- _ASSIGNED TASK_
I would like you to return all of the records exactly as they stand.
═════ STUDY MATERIAL
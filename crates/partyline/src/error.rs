//! Unified error type for Partyline.

use partyline_party::{PartyError, PushError};
use partyline_protocol::{ProtocolError, RpcError};
use partyline_transport::TransportError;

/// Top-level error that wraps all crate-specific errors.
///
/// When using the `partyline` meta-crate, you deal with this single error
/// type instead of importing errors from each sub-crate. The `#[from]`
/// attribute on each variant generates the `From` impls, so `?` converts
/// sub-crate errors automatically.
#[derive(Debug, thiserror::Error)]
pub enum PartylineError {
    /// The client was built with missing or unusable settings.
    #[error("invalid client configuration: {0}")]
    Config(String),

    /// A transport-level error (location, connect, send, receive).
    #[error(transparent)]
    Transport(#[from] TransportError),

    /// A frame could not be encoded or decoded.
    #[error(transparent)]
    Protocol(#[from] ProtocolError),

    /// The peer answered a call with an error.
    #[error(transparent)]
    Rpc(#[from] RpcError),

    /// A party session operation failed.
    #[error(transparent)]
    Party(#[from] PartyError),

    /// The server pushed a message that breaks the party protocol.
    #[error(transparent)]
    Push(#[from] PushError),
}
══════════
- _RESPONSE FOR THIS EXERCISE_
filename crates/partyline/src/error.rs
//! Unified error type for Partyline.

use partyline_party::{PartyError, PushError};
use partyline_protocol::{ProtocolError, RpcError};
use partyline_transport::TransportError;

/// Top-level error that wraps all crate-specific errors.
///
/// When using the `partyline` meta-crate, you deal with this single error
/// type instead of importing errors from each sub-crate. The `#[from]`
/// attribute on each variant generates the `From` impls, so `?` converts
/// sub-crate errors automatically.
#[derive(Debug, thiserror::Error)]
pub enum PartylineError {
    /// The client was built with missing or unusable settings.
    #[error("invalid client configuration: {0}")]
    Config(String),

    /// A transport-level error (location, connect, send, receive).
    #[error(transparent)]
    Transport(#[from] TransportError),

    /// A frame could not be encoded or decoded.
    #[error(transparent)]
    Protocol(#[from] ProtocolError),

    /// The peer answered a call with an error.
    #[error(transparent)]
    Rpc(#[from] RpcError),

    /// A party session operation failed.
    #[error(transparent)]
    Party(#[from] PartyError),

    /// The server pushed a message that breaks the party protocol.
    #[error(transparent)]
    Push(#[from] PushError),
}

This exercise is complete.